I've reworded some parts in the examples because I wasn't sure whether they were correct, and I wanted the example to be as correct as I could make them.
Aside from the above-mentioned alterations, the [plasma cannon] operates in the same manner as handheld plasma weapons, with the usual two-mixture ammunition and EM-triggered explosion. Eight magnetodynamic prongs collimate the burst. The Xenium is slowly consumed even after the shot leaves the barrel, but enough is present in each burst to maintain a coherent gravity bubble for 52km. This gravity bubble bursts upon striking the target, releasing the superheated contents. The plasma then spreads outward rapidly and consumes any materials in its wake. Although we expect UFOs to possess some partial immunity to plasma weaponry due to the heat-resistant nature of Alien Composites, the incredible power of the plasma cannon ensures that an impressive amount of damage will be inflicted. Against Alien Composites, the [plasma cannon] is 65x as effective as a [cannon], 10x as effective as a [Sidewinder], and 6.5x as effective as a [Titan], before considering differences in range or ammunition capacity.
It may be confusing whether Xenium is a part of the plasma, or separate from it. Maybe say, "The Xenium in the plasma burst is slowly consumed..."?
Just noticed that the verb "consume" is used in sentences 3 and 5- this may be too close together?
A scaled-down [plasma cannon] could conceivably be mounted on an XCAP. However, preliminary research indicates that a conventional, treaded XCAP, although able to support the weight of the equipment, would be difficult to maneuver and would run a high risk of being stuck in difficult terrain.
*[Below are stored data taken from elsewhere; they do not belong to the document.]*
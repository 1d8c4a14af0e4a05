pub mod memory;
#[cfg(any(test, feature = "test-utils"))]
pub mod mock;

use crate::error::ChannelError;
use async_trait::async_trait;
use duet_protocol::{CollectionPath, Fields};
use serde_json::Value;
use std::time::SystemTime;
use tokio::sync::mpsc;
use tokio_util::sync::CancellationToken;

/// A document as read from the signaling channel.
#[derive(Debug, Clone, PartialEq)]
pub struct Document {
    pub collection: CollectionPath,
    pub id: String,
    pub fields: Fields,
    /// Assigned by the store on first write.
    pub created_at: SystemTime,
}

#[derive(Debug, Clone, Copy, PartialEq, Eq)]
pub enum ChangeKind {
    /// The document started matching the subscribed query (or existed when subscribing).
    Added,
    /// A document matching the query before and after the write was changed.
    Modified,
    /// The document was deleted or stopped matching the query.
    Removed,
}

#[derive(Debug, Clone, PartialEq)]
pub struct DocumentChange {
    pub kind: ChangeKind,
    pub document: Document,
}

/// Set of documents a subscription observes.
#[derive(Debug, Clone, PartialEq)]
pub struct Query {
    collection: CollectionPath,
    document_id: Option<String>,
    filters: Vec<(String, Value)>,
}

impl Query {
    /// All documents of a collection.
    pub fn collection(collection: CollectionPath) -> Self {
        Self {
            collection,
            document_id: None,
            filters: Vec::new(),
        }
    }

    /// A single document.
    pub fn document(collection: CollectionPath, id: impl Into<String>) -> Self {
        Self {
            collection,
            document_id: Some(id.into()),
            filters: Vec::new(),
        }
    }

    /// Restricts the query to documents whose top-level `field` equals `value`.
    pub fn where_eq(mut self, field: impl Into<String>, value: impl Into<Value>) -> Self {
        self.filters.push((field.into(), value.into()));
        self
    }

    pub fn target(&self) -> &CollectionPath {
        &self.collection
    }

    pub fn matches(&self, collection: &CollectionPath, id: &str, fields: &Fields) -> bool {
        if &self.collection != collection {
            return false;
        }
        if let Some(document_id) = &self.document_id
            && document_id != id
        {
            return false;
        }
        self.filters
            .iter()
            .all(|(field, value)| fields.get(field) == Some(value))
    }
}

/// Live view on a [`Query`]. Changes are yielded in the order the store applied them.
///
/// Dropping or cancelling the subscription stops delivery.
#[derive(Debug)]
pub struct Subscription {
    rx: mpsc::UnboundedReceiver<DocumentChange>,
    cancel: CancellationToken,
}

impl Subscription {
    pub fn new(rx: mpsc::UnboundedReceiver<DocumentChange>, cancel: CancellationToken) -> Self {
        Self { rx, cancel }
    }

    /// Waits for the next change. Returns `None` once the subscription was cancelled or the
    /// channel dropped it.
    pub async fn recv(&mut self) -> Option<DocumentChange> {
        tokio::select! {
            biased;
            _ = self.cancel.cancelled() => None,
            change = self.rx.recv() => change,
        }
    }

    pub fn cancel(&self) {
        self.cancel.cancel();
    }

    pub fn is_cancelled(&self) -> bool {
        self.cancel.is_cancelled()
    }
}

impl Drop for Subscription {
    fn drop(&mut self) {
        self.cancel.cancel();
    }
}

/// Shared document store with realtime subscriptions used to exchange call records.
#[async_trait]
pub trait SignalingChannel: Send + Sync + 'static {
    /// Creates the document or merges `fields` into the existing one.
    async fn create_or_update(
        &self,
        collection: &CollectionPath,
        id: &str,
        fields: Fields,
    ) -> Result<(), ChannelError>;

    /// Merges `fields` into an existing document, failing with [`ChannelError::NotFound`] if
    /// it does not exist.
    async fn update(
        &self,
        collection: &CollectionPath,
        id: &str,
        fields: Fields,
    ) -> Result<(), ChannelError>;

    async fn get_once(
        &self,
        collection: &CollectionPath,
        id: &str,
    ) -> Result<Option<Document>, ChannelError>;

    async fn subscribe(&self, query: Query) -> Result<Subscription, ChannelError>;

    /// Deletes a document. Deleting a missing document succeeds.
    async fn delete(&self, collection: &CollectionPath, id: &str) -> Result<(), ChannelError>;

    /// Ids of all documents in a collection, in insertion order.
    async fn list_documents(&self, collection: &CollectionPath)
    -> Result<Vec<String>, ChannelError>;
}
Research into the principles of UFO construction may lead to new XCAP designs that can address this.
Perhaps be more specific about "UFO construction"- something like: "Research into UFOs and their ability to defy gravity may lead..."?
"At first I was skeptical, wondering how it could do all that much damage - it's not like it uses explosives or anything. After they tested it, the target was gone and part of the back wall had melted away. I never questioned the weapon after that."
Sorry, Kikanaide, if this post is messy. I had a really difficult time trying to explain why paragraph 3 felt weird, plus I had to go back and revise some of my previous comments.
Anyway, you have considerably improved the text. It flows a lot better, and though there are still some rough spots, the ideas well organized in each paragraph.
Crap, I had to edit the post because I messed up the quote tags.
...and a second time because code snippets ignore color tags.
...and a few more times for miscellaneous corrections and clarifications.
Edited by Astyanax, 14 July 2005 - 02:53 PM.